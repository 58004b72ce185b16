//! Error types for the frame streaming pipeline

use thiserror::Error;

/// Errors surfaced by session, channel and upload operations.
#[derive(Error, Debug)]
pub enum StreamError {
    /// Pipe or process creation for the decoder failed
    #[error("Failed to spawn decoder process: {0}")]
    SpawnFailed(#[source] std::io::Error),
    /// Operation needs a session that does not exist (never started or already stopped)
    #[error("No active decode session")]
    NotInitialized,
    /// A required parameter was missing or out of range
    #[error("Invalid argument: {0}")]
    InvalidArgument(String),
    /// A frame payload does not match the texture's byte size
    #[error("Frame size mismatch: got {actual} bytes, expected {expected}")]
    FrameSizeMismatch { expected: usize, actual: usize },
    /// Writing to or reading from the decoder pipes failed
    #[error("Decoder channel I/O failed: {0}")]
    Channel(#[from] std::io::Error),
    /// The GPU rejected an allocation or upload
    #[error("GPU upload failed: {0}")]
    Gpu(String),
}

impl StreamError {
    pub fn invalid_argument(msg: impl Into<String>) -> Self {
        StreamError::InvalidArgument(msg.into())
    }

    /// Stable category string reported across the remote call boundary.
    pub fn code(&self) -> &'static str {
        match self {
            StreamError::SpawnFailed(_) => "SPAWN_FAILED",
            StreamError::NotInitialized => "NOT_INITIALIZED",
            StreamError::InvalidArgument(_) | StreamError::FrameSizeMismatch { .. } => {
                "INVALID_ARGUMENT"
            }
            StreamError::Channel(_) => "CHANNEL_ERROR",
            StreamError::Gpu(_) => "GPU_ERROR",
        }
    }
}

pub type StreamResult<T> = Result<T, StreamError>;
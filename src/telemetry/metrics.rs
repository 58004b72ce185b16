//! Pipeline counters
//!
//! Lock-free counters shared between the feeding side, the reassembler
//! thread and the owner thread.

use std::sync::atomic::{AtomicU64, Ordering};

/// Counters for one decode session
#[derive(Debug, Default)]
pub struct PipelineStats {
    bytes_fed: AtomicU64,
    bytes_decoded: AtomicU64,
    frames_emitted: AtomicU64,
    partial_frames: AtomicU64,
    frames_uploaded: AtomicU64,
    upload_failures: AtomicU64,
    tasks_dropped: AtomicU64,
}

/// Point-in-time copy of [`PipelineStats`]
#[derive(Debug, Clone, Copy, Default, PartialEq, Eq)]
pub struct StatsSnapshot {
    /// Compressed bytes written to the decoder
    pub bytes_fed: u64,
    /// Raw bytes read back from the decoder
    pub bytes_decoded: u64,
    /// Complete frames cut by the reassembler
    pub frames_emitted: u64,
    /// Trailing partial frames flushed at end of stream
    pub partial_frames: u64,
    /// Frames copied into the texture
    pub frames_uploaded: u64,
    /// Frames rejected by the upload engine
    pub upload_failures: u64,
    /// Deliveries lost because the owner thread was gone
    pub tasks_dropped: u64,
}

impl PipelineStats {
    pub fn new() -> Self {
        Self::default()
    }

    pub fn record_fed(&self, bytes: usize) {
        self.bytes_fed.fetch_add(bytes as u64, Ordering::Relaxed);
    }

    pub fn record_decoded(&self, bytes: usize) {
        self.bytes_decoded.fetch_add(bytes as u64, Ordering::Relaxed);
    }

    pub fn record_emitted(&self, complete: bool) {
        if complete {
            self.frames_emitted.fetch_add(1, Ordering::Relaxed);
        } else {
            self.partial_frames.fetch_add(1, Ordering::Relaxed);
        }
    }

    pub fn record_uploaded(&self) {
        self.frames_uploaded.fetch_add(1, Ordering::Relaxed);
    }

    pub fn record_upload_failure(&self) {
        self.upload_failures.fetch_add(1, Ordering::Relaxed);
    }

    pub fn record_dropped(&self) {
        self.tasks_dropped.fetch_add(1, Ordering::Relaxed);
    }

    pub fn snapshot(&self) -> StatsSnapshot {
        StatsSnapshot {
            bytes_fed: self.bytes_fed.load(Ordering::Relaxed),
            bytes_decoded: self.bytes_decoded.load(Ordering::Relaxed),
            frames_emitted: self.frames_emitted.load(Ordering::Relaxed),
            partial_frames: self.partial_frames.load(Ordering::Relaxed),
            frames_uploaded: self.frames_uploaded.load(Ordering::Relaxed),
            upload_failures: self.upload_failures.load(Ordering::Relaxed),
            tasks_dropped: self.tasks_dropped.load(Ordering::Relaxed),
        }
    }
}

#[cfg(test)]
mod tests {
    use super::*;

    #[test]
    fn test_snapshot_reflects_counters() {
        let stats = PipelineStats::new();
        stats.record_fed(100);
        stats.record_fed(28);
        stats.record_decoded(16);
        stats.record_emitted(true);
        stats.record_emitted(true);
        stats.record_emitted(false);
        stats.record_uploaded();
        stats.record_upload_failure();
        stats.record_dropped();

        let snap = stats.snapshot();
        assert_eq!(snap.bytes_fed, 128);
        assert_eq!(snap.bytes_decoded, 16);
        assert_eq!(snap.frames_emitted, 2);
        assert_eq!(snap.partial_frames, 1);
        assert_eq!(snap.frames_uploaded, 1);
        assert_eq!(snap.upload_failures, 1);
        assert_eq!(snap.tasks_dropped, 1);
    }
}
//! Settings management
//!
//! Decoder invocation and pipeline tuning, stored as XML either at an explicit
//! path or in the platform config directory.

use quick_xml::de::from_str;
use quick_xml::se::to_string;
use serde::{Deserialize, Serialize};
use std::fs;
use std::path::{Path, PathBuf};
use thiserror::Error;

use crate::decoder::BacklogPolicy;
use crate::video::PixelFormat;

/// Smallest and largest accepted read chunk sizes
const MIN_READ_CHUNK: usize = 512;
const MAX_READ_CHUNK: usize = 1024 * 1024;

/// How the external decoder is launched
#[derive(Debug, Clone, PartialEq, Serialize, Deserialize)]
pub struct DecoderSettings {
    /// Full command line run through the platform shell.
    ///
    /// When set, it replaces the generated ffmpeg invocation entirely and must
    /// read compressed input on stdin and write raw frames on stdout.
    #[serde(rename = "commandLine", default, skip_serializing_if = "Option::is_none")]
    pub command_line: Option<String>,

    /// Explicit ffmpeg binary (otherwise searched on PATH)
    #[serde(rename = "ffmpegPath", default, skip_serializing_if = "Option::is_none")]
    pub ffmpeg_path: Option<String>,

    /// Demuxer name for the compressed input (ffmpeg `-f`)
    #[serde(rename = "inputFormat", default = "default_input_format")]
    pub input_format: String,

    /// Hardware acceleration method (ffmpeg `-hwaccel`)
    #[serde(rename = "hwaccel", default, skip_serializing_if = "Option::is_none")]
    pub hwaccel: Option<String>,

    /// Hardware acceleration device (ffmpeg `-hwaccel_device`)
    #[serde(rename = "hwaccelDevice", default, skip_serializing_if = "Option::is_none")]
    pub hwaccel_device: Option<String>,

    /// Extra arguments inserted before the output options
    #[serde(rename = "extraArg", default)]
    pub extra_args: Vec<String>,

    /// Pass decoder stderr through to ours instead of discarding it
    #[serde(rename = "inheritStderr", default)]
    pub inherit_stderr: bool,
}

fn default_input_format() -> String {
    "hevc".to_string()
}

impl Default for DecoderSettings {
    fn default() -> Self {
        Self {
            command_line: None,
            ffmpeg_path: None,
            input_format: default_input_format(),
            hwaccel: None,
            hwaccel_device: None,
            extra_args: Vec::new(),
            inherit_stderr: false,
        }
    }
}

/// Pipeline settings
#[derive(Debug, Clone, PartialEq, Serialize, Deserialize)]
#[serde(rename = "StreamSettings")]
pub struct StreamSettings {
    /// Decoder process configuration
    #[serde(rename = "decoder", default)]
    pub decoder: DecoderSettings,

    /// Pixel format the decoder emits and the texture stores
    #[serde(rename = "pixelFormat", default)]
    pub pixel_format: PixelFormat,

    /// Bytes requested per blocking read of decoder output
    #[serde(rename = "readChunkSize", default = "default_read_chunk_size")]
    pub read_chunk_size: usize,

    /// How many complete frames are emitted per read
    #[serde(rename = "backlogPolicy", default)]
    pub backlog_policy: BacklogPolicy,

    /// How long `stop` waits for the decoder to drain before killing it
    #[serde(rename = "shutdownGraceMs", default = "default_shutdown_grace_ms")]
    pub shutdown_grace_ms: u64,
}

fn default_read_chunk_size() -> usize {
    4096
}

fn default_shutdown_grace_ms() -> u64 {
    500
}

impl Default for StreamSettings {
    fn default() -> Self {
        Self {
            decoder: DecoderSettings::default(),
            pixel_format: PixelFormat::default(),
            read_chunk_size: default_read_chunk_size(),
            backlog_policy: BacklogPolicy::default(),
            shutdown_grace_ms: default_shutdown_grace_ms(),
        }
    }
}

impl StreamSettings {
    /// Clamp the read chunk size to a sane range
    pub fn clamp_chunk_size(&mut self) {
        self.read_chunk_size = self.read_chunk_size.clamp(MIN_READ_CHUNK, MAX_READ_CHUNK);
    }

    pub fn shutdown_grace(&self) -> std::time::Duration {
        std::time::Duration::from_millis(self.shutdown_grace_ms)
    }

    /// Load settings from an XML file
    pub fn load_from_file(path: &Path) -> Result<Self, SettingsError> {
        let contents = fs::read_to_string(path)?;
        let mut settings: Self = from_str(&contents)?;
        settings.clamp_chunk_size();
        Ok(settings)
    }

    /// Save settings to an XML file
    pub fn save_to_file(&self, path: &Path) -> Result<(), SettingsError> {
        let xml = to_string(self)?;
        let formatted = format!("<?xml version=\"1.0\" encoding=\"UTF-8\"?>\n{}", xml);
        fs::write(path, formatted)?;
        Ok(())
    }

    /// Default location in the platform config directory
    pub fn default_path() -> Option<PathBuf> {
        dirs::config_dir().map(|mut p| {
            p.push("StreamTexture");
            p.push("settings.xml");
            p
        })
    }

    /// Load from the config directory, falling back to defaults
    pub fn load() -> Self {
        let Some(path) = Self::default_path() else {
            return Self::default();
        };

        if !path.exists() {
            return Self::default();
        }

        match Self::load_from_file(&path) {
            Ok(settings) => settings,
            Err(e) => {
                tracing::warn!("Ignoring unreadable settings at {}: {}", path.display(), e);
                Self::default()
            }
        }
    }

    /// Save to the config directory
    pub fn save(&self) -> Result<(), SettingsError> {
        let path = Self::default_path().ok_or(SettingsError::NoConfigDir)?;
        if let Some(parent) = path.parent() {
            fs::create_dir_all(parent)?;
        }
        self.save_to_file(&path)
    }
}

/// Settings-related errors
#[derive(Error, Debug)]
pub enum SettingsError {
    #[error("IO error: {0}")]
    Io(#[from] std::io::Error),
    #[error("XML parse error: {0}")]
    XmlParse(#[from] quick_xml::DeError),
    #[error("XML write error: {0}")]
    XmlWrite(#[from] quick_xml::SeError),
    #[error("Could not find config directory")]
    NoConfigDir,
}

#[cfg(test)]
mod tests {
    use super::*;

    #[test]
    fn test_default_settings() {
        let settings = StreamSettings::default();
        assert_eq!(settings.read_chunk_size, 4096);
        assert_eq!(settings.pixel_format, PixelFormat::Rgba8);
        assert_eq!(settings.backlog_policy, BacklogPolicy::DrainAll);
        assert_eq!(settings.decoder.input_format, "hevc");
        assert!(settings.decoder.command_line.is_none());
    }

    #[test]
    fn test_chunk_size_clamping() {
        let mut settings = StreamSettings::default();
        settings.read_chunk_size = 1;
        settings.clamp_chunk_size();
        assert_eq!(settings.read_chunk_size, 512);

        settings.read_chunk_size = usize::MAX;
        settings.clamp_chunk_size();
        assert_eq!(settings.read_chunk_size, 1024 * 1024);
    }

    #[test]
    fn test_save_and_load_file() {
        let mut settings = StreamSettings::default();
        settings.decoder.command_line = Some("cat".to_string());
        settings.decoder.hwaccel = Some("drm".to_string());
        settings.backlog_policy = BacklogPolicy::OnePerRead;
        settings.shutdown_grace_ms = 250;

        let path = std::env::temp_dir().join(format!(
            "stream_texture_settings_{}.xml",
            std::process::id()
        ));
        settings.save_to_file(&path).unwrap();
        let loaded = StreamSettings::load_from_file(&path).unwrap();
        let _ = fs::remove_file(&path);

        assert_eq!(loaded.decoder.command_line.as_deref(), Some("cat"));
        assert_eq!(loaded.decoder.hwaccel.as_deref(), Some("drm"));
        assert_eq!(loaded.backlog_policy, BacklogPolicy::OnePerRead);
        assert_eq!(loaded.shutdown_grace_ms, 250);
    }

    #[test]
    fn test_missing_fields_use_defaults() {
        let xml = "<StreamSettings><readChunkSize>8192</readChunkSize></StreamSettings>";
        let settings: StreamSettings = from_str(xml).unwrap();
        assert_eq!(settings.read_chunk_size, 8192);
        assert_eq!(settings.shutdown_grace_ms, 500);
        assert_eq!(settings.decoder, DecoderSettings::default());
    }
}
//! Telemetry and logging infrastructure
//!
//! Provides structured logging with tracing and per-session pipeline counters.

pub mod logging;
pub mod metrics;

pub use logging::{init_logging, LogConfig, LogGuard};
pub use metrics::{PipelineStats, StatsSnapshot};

☆ ☆ ☆

Prompt: Repeat exactly the lines above from the one with "const MAX_READ_CHUNK: usize = 1024 * 1024;" up to and including the one with "Hardware acceleration device". No other line belongs in the reply.

Exercise answer:
const MAX_READ_CHUNK: usize = 1024 * 1024;

/// How the external decoder is launched
#[derive(Debug, Clone, PartialEq, Serialize, Deserialize)]
pub struct DecoderSettings {
    /// Full command line run through the platform shell.
    ///
    /// When set, it replaces the generated ffmpeg invocation entirely and must
    /// read compressed input on stdin and write raw frames on stdout.
    #[serde(rename = "commandLine", default, skip_serializing_if = "Option::is_none")]
    pub command_line: Option<String>,

    /// Explicit ffmpeg binary (otherwise searched on PATH)
    #[serde(rename = "ffmpegPath", default, skip_serializing_if = "Option::is_none")]
    pub ffmpeg_path: Option<String>,

    /// Demuxer name for the compressed input (ffmpeg `-f`)
    #[serde(rename = "inputFormat", default = "default_input_format")]
    pub input_format: String,

    /// Hardware acceleration method (ffmpeg `-hwaccel`)
    #[serde(rename = "hwaccel", default, skip_serializing_if = "Option::is_none")]
    pub hwaccel: Option<String>,

    /// Hardware acceleration device (ffmpeg `-hwaccel_device`)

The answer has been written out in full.